Conversely, RT methods first reconstruct 3D representations using cross-view matching techniques, and then link them in time to form 3D trajectories. 2D occlusions are solved during the reconstruction procedure, which is typically performed independently for each frame, so the complexity of RT methods is substantially lower than the TR methods. Sinhuber et al. (2019); Ling et al. (2018) associate detections from multiple camera views using the stereo matching technique and use predictive Lagrangian Particle Tracking (LPT) (Ouellette et al., 2006) to form short 3D trajectories, or tracklets. A re-tracking strategy (Xu, 2008) is then used to solve 3D occlusions and link these short tracklets to form longer trajectories. A recent RT work by Cavagna et al. (2021) reconstructs each target as a point cloud in 3D and resolves 3D occlusions by solving a partitioning problem through a semi-definite optimization technique. While this method has proven to be effective for tracking birds moving at non-zero velocities in a dense flock, it performs poorly and cannot separate birds that perch close together for minutes (several hundred frames) because the complexity of the partitioning problem becomes too high to be solved reliably. Beyond using simple 2D locations to reconstruct 3D representations of targets, other methods also encompass orientation (Cheng et al., 2015), keypoints (Dong et al., 2021), and deep appearance features (Dong et al., 2021; Zhou et al., 2015) to perform association across views.
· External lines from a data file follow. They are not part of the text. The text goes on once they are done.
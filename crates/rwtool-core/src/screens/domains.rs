// ── Domain management ──

use std::sync::Arc;

use super::{Editor, FilterState, Slot};
use crate::error::CoreError;
use crate::gateway::{DomainGateway, Gateways};
use crate::model::{Domain, DomainDraft, DomainId};
use crate::notify::Notifier;
use crate::projection::project;
use crate::sync::SyncController;
use crate::validation;

const LOAD_FAILED: &str = "Error loading domains. Please check if backend is running.";
const CREATED: &str = "Domain created successfully";
const UPDATED: &str = "Domain updated successfully";
const SAVE_FAILED: &str = "Error saving domain";
const DELETED: &str = "Domain deleted successfully";
const DELETE_FAILED: &str = "Error deleting domain";

pub type DomainEditor = Editor<DomainId, DomainDraft>;

pub struct DomainManagement {
    notifier: Notifier,
    domains: SyncController<Domain>,
    gateway: Arc<dyn DomainGateway>,
    filter: FilterState,
    editor: Slot<DomainEditor>,
    pending_delete: Slot<Arc<Domain>>,
}

impl DomainManagement {
    pub fn new(gateways: &Gateways, notifier: Notifier) -> Self {
        let gateway = Arc::clone(&gateways.domains);
        let loader = Arc::clone(&gateway);
        let domains = SyncController::new("domains", LOAD_FAILED, notifier.clone(), move || {
            let gw = Arc::clone(&loader);
            async move { gw.list_domains().await }
        });
        Self {
            notifier,
            domains,
            gateway,
            filter: FilterState::default(),
            editor: Slot::default(),
            pending_delete: Slot::default(),
        }
    }

    pub fn notifier(&self) -> &Notifier {
        &self.notifier
    }

    pub fn domains(&self) -> &SyncController<Domain> {
        &self.domains
    }

    pub fn filter(&self) -> &FilterState {
        &self.filter
    }

    pub fn editor(&self) -> &Slot<DomainEditor> {
        &self.editor
    }

    pub fn pending_delete(&self) -> &Slot<Arc<Domain>> {
        &self.pending_delete
    }

    pub async fn load(&self) -> Result<(), CoreError> {
        self.domains.refresh().await
    }

    /// Domains matching the search text (name or description).
    pub fn visible(&self) -> Vec<Arc<Domain>> {
        let filter = self.filter.get();
        project(&self.domains.items(), &filter.search, &filter.status)
    }

    fn find(&self, id: &DomainId) -> Option<Arc<Domain>> {
        self.domains.items().iter().find(|d| &d.id == id).cloned()
    }

    // ── Create / edit ────────────────────────────────────────────────

    pub fn open_create(&self) {
        self.editor.open(DomainEditor::create());
    }

    pub fn open_edit(&self, id: &DomainId) -> Result<(), CoreError> {
        let domain = self.find(id).ok_or_else(|| CoreError::NotFound {
            message: Some(format!("Domain {id} not found")),
        })?;
        self.editor
            .open(DomainEditor::edit(domain.id.clone(), DomainDraft::from(domain.as_ref())));
        Ok(())
    }

    pub fn edit_draft(&self, f: impl FnOnce(&mut DomainDraft)) {
        self.editor.update(|e| f(&mut e.draft));
    }

    pub fn close_editor(&self) {
        self.editor.close();
    }

    /// Validate and save the open editor. The dialog closes only on success.
    pub async fn save(&self) -> Result<Domain, CoreError> {
        let Some(editor) = self.editor.get() else {
            return Err(CoreError::validation("No domain is being edited"));
        };
        if let Err(err) = validation::domain_draft(&editor.draft) {
            self.notifier.validation(err.user_message(""));
            return Err(err);
        }

        let saved = match editor.editing {
            Some(id) => {
                self.domains
                    .mutate(self.gateway.update_domain(id, editor.draft), UPDATED, SAVE_FAILED)
                    .await?
            }
            None => {
                self.domains
                    .mutate(self.gateway.create_domain(editor.draft), CREATED, SAVE_FAILED)
                    .await?
            }
        };
        self.editor.close();
        Ok(saved)
    }

    // ── Delete ───────────────────────────────────────────────────────

    /// Ask for confirmation before deleting.
    pub fn request_delete(&self, id: &DomainId) -> Result<(), CoreError> {
        let domain = self.find(id).ok_or_else(|| CoreError::NotFound {
            message: Some(format!("Domain {id} not found")),
        })?;
        self.pending_delete.open(domain);
        Ok(())
    }

    pub fn cancel_delete(&self) {
        self.pending_delete.close();
    }

    pub async fn confirm_delete(&self) -> Result<(), CoreError> {
        let Some(domain) = self.pending_delete.get() else {
            return Err(CoreError::validation("No domain selected"));
        };
        self.domains
            .mutate(self.gateway.delete_domain(domain.id.clone()), DELETED, DELETE_FAILED)
            .await?;
        self.pending_delete.close();
        Ok(())
    }

    pub fn discard(&self) {
        self.domains.discard();
        self.notifier.dismiss();
    }
}

#[cfg(test)]
mod tests {
    use std::sync::atomic::{AtomicUsize, Ordering};

    use pretty_assertions::assert_eq;

    use super::*;
    use crate::gateway::{
        MockAuthGateway, MockDomainGateway, MockFolderGateway, MockReportGateway,
        MockSubscriptionGateway, MockUserGroupGateway,
    };
    use crate::notify::NoticeLevel;
    use crate::screens::fixtures::domain;

    fn gateways(domains: MockDomainGateway) -> Gateways {
        Gateways {
            domains: Arc::new(domains),
            subscriptions: Arc::new(MockSubscriptionGateway::new()),
            groups: Arc::new(MockUserGroupGateway::new()),
            folders: Arc::new(MockFolderGateway::new()),
            reports: Arc::new(MockReportGateway::new()),
            auth: Arc::new(MockAuthGateway::new()),
        }
    }

    fn names(screen: &DomainManagement) -> Vec<String> {
        screen.domains().items().iter().map(|d| d.name.clone()).collect()
    }

    #[tokio::test]
    async fn create_then_collection_equals_fresh_list() {
        let calls = Arc::new(AtomicUsize::new(0));
        let mut gw = MockDomainGateway::new();
        {
            let calls = calls.clone();
            gw.expect_list_domains().returning(move || {
                // The server also picked up a record created elsewhere.
                Ok(if calls.fetch_add(1, Ordering::SeqCst) == 0 {
                    vec![domain("1", "Finance")]
                } else {
                    vec![domain("1", "Finance"), domain("2", "Credit"), domain("3", "Risk")]
                })
            });
        }
        gw.expect_create_domain()
            .withf(|d| d.name == "Credit")
            .times(1)
            .returning(|_| Ok(domain("2", "Credit")));

        let screen = DomainManagement::new(&gateways(gw), Notifier::default());
        screen.load().await.expect("load");

        screen.open_create();
        screen.edit_draft(|d| d.name = "Credit".into());
        screen.save().await.expect("save");

        assert_eq!(names(&screen), vec!["Finance", "Credit", "Risk"]);
        assert!(!screen.editor().is_open());
        assert_eq!(
            screen.notifier().current().map(|n| n.message).as_deref(),
            Some("Domain created successfully")
        );
    }

    #[tokio::test]
    async fn blank_name_never_reaches_gateway() {
        let mut gw = MockDomainGateway::new();
        gw.expect_list_domains().returning(|| Ok(vec![]));
        gw.expect_create_domain().never();

        let screen = DomainManagement::new(&gateways(gw), Notifier::default());
        screen.open_create();
        screen.edit_draft(|d| d.description = "no name".into());
        assert!(screen.save().await.is_err());

        let notice = screen.notifier().current().expect("notice");
        assert_eq!(notice.message, "Domain name is required");
        assert_eq!(notice.level, NoticeLevel::Validation);
        assert!(screen.editor().is_open());
    }

    #[tokio::test]
    async fn edit_sends_update_for_existing_id() {
        let mut gw = MockDomainGateway::new();
        gw.expect_list_domains().returning(|| Ok(vec![domain("1", "Finance")]));
        gw.expect_update_domain()
            .withf(|id, d| id.as_str() == "1" && d.name == "Finance EU")
            .times(1)
            .returning(|_, _| Ok(domain("1", "Finance EU")));

        let screen = DomainManagement::new(&gateways(gw), Notifier::default());
        screen.load().await.expect("load");
        screen.open_edit(&"1".into()).expect("edit");
        assert!(screen.editor().get().is_some_and(|e| e.is_edit()));
        screen.edit_draft(|d| d.name = "Finance EU".into());
        screen.save().await.expect("save");
        assert_eq!(
            screen.notifier().current().map(|n| n.message).as_deref(),
            Some("Domain updated successfully")
        );
    }

    #[tokio::test]
    async fn failed_save_keeps_dialog_open() {
        let mut gw = MockDomainGateway::new();
        gw.expect_list_domains().times(0);
        gw.expect_create_domain().returning(|_| {
            Err(CoreError::Server {
                status: Some(400),
                message: Some("Domain already exists".into()),
                code: None,
            })
        });

        let screen = DomainManagement::new(&gateways(gw), Notifier::default());
        screen.open_create();
        screen.edit_draft(|d| d.name = "Finance".into());
        assert!(screen.save().await.is_err());
        assert!(screen.editor().is_open());
        assert_eq!(
            screen.notifier().current().map(|n| n.message).as_deref(),
            Some("Domain already exists")
        );
    }

    #[tokio::test]
    async fn delete_requires_confirmation() {
        let mut gw = MockDomainGateway::new();
        gw.expect_list_domains().returning(|| Ok(vec![domain("1", "Finance")]));
        gw.expect_delete_domain()
            .withf(|id| id.as_str() == "1")
            .times(1)
            .returning(|_| Err(CoreError::Network { reason: "refused".into() }));

        let screen = DomainManagement::new(&gateways(gw), Notifier::default());
        screen.load().await.expect("load");
        screen.request_delete(&"1".into()).expect("ask");
        assert!(screen.pending_delete().is_open());
        assert!(screen.confirm_delete().await.is_err());
        assert_eq!(
            screen.notifier().current().map(|n| n.message).as_deref(),
            Some("Error deleting domain")
        );
        assert_eq!(names(&screen), vec!["Finance"]);
        assert!(screen.pending_delete().is_open());
    }

    #[tokio::test]
    async fn load_failure_uses_backend_hint() {
        let mut gw = MockDomainGateway::new();
        gw.expect_list_domains()
            .returning(|| Err(CoreError::Network { reason: "refused".into() }));

        let screen = DomainManagement::new(&gateways(gw), Notifier::default());
        assert!(screen.load().await.is_err());
        let state = screen.domains().state();
        assert!(!state.is_loading);
        assert_eq!(
            state.last_error.as_deref(),
            Some("Error loading domains. Please check if backend is running.")
        );
    }
}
In this work, we only use 2D locations and masks to reconstruct the targets in 3D for simplicity and efficiency.

3.1.3 Datasets

State-of-the-art multi-object tracking (MOT) datasets predominantly target people and vehicles, motivated by surveillance and self-driving applications (Sun et al., 2020; Gan et al., 2021; Han et al., 2021). Datasets for animal tracking and related tasks are presented by a comparatively small amount of previous literature. Recent work AP-10K dataset (Yu et al., 2021) is the first large-scale benchmark for mammal animal pose estimation which consists of 10,015 images from 23 animal families and 54 species. The OVIS dataset (Qi et al., 2021) for video instance segmentation consists of 20 animal species in hundreds of occluded scenes. Recently, a larger scale dataset for Tracking Any Object (TAO) (Dave et al., 2020) has been compiled containing 2,907 videos. We contribute our multi-view 3D tracking dataset of cowbirds for evaluating generalist trackers.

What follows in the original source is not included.